[[ SOURCE RECORDS open ]]

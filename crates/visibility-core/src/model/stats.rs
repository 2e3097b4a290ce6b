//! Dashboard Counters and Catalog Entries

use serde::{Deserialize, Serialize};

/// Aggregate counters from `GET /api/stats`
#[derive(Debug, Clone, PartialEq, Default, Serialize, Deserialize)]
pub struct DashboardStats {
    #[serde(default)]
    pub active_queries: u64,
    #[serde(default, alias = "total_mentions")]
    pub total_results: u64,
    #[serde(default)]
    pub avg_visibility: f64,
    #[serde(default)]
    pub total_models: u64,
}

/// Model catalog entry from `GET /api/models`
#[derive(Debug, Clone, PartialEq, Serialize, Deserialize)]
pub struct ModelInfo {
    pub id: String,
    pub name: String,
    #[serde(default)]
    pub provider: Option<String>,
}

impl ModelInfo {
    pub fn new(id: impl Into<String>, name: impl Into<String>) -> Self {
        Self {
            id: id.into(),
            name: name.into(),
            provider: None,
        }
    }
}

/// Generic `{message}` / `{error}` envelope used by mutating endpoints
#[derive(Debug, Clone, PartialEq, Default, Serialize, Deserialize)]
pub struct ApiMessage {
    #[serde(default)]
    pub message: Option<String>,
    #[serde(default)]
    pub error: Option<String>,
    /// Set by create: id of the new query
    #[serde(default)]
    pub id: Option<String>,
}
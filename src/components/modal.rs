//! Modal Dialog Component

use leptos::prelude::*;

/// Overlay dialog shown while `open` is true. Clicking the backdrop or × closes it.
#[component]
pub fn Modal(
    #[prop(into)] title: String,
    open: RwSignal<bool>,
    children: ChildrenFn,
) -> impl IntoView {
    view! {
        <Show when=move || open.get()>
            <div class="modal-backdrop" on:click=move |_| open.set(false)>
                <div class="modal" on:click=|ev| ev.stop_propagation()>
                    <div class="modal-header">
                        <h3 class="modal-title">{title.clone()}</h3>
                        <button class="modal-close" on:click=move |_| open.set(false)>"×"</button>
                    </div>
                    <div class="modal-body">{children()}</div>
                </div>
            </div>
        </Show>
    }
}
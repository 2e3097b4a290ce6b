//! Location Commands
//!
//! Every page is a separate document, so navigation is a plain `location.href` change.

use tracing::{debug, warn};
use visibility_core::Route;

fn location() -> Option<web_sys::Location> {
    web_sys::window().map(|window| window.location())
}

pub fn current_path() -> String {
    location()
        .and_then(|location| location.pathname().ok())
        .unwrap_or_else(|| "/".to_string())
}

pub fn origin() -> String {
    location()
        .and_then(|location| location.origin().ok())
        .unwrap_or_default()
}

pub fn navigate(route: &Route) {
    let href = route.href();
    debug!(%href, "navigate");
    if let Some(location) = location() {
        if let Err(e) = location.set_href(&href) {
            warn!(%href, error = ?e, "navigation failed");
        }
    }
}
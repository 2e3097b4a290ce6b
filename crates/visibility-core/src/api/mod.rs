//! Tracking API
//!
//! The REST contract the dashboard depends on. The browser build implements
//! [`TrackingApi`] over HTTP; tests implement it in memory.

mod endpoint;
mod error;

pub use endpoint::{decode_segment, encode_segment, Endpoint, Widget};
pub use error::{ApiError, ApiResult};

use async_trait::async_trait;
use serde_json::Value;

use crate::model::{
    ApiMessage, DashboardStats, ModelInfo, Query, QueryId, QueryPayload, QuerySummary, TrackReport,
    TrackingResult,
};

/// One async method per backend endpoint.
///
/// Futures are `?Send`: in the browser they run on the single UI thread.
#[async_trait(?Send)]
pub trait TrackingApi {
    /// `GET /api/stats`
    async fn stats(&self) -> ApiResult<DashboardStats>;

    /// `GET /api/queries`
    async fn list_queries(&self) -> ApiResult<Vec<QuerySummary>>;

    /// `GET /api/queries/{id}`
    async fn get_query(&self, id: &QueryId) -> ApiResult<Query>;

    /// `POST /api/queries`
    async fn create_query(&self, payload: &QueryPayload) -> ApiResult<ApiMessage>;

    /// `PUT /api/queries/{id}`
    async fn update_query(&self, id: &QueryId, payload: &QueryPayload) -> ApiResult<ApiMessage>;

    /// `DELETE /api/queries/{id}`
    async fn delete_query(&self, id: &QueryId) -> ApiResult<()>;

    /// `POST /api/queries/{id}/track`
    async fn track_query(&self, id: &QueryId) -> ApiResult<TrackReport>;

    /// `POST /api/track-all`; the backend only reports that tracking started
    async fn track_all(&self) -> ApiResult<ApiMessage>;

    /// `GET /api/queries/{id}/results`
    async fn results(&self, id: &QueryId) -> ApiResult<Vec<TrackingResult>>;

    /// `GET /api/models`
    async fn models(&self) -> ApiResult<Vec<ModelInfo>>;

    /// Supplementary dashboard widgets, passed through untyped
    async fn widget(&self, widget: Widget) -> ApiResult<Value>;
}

[[ SOURCE RECORDS closed ]]

* **WHAT TO WORK ON**:
Your answer should consist of the lines of the listing that contain "TrackReport", copied as they stand.

* **RESPONSE TO THIS TASK**:
    ApiMessage, DashboardStats, ModelInfo, Query, QueryId, QueryPayload, QuerySummary, TrackReport,
    async fn track_query(&self, id: &QueryId) -> ApiResult<TrackReport>;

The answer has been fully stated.